What tips do you have on finding lodging? What tends to be the most authentic and affordable?

I've already mentioned the Irish B&B a couple times, but it's only because they are that good! I am convinced the hospitality industry in Ireland is second to none. With the big breakfast and usually a good chin wag (chat), they provide a great value for the cost.

I start our hunt for lodging with a good ol' Google search. Typing the name of the town and "B&B" usually gives ample results. I always look for sites with excellent pictures of the rooms and details about the accommodation (what do they provide - hair-dryers, wash cloths, activities in the area). Then, I look at sites like Trip Advisor and B&B Ireland for reviews and ratings. You will find most B&B's to be more than adequate and some to be exceptional.

Travelers stretching every penny can stay in private room hostels, which are typically €20-25 per night with, at most, a simple continental breakfast.

What's the best way to get around Ireland transportation-wise? What's the most affordable method? What would you recommend for a first-time visitor (budget aside)?

Hands-down the best way to visit Ireland is by rental car, but it's definitely not the most affordable.

Budgeting travelers will want to check out Bus Eireann, the national bus service, which has decent routes to even rural parts of Ireland. Another option is to travel by coach bus on an organized tour. These tours aren't always cheaper than renting a car and booking B&Bs on your own, but some operators run sales when tours aren't full. The primary down-side to a tour package is losing most of your independence for spending time visiting things you are most interested in.

If money is no object, rent a car. The freedom to visit sites for as little or as long as you like, stay in places you hand-pick and eat when it suits you is worth every penny.

What destinations do you think every first-time visitor should make sure to check out? Any places you think are overrated?

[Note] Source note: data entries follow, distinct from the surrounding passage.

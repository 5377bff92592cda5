//! Rule suggestions derived from a finished organize run

use std::path::Path;
use std::sync::Arc;

use crate::ai::{GenerateRulesRequest, OrganizeApi};
use crate::error::ApiError;
use crate::models::{OrganizeResult, SuggestedRule};

pub struct RuleSynthesizer {
    api: Arc<dyn OrganizeApi>,
}

impl RuleSynthesizer {
    pub fn new(api: Arc<dyn OrganizeApi>) -> Self {
        Self { api }
    }

    /// Same result and folder always produce the same request
    pub fn build_request(result: &OrganizeResult, source_folder: &Path) -> GenerateRulesRequest {
        GenerateRulesRequest {
            folders: result.folders.clone(),
            source_folder: source_folder.to_string_lossy().to_string(),
        }
    }

    /// Ask the service for rules. Every returned rule starts selected.
    pub async fn suggest(
        &self,
        token: &str,
        result: &OrganizeResult,
        source_folder: &Path,
    ) -> Result<Vec<SuggestedRule>, ApiError> {
        let request = Self::build_request(result, source_folder);
        let response = self.api.generate_rules(token, &request).await?;

        let rules: Vec<SuggestedRule> = response
            .rules
            .into_iter()
            .map(|rule| SuggestedRule {
                selected: true,
                ..rule
            })
            .collect();

        tracing::info!(
            rules = rules.len(),
            reported = response.total_rules,
            "Received rule suggestions"
        );
        Ok(rules)
    }
}

/// Comparable identity of a rule, ignoring order and selection
pub fn rule_key(rule: &SuggestedRule) -> (String, String, String, u64) {
    (
        rule.rule_type.clone(),
        rule.pattern.clone(),
        rule.target_folder.clone(),
        rule.confidence.to_bits(),
    )
}
fn main() -> std::process::ExitCode {
    auto_organize_lib::run()
}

For the very first trip to Ireland, I really don't think you can beat the southwest. It is jammed packed with amazing views, first-rate accommodations and a five-star food scene. It has the infrastructure to handle lots of tourists in towns like Dingle, Killarney and Kenmare, but visitors can easily go off the beaten path to places like the Blasket Islands, Healy Pass and Bantry.

While there are several areas in Ireland that I could visit over and over again, there are very few that I think are overrated. Oversaturated may be more appropriate. For example, the Ring of Kerry is a gorgeous peninsula with sprawling views of the Atlantic. It is also covered in tour buses from end to end. I would opt for the Beara or Dingle peninsulas with just as spectacular scenery, but with exquisitely less traffic.

What Irish experiences/destinations do you think offer the most value for your money?

Immediately, hill-walking in the Irish countryside comes to mind. Joe and I have climbed a few mountains, walked along sea sides and visited historical sites via well-worn walking paths. Nothing beats the views from Slieve League in Donegal, the top of Mount Brandon in Kerry and the Ardmore Round Tower in Waterford, especially because it didn't cost us a dime. For those in relatively decent health, hill-walking is a great way to see the country and requires nothing more than a little research. Mountain Views has been really helpful for us.

Another amazing value is the UNESCO World Heritage site, Skellig Michael, which lies eight miles off the coast of Ireland. It is one of the most well-preserved monastic sites in Ireland. Built in the sixth century, the monastic ruins are essentially on top of a huge rock in the ocean. This day trip requires a sense of adventure - with a 45-minute boat ride, 670 steps to the top and no hand rails. Skellig Michael is not only worth the €50 boat ride, but also spending an extra day in the area just in case the weather doesn't cooperate!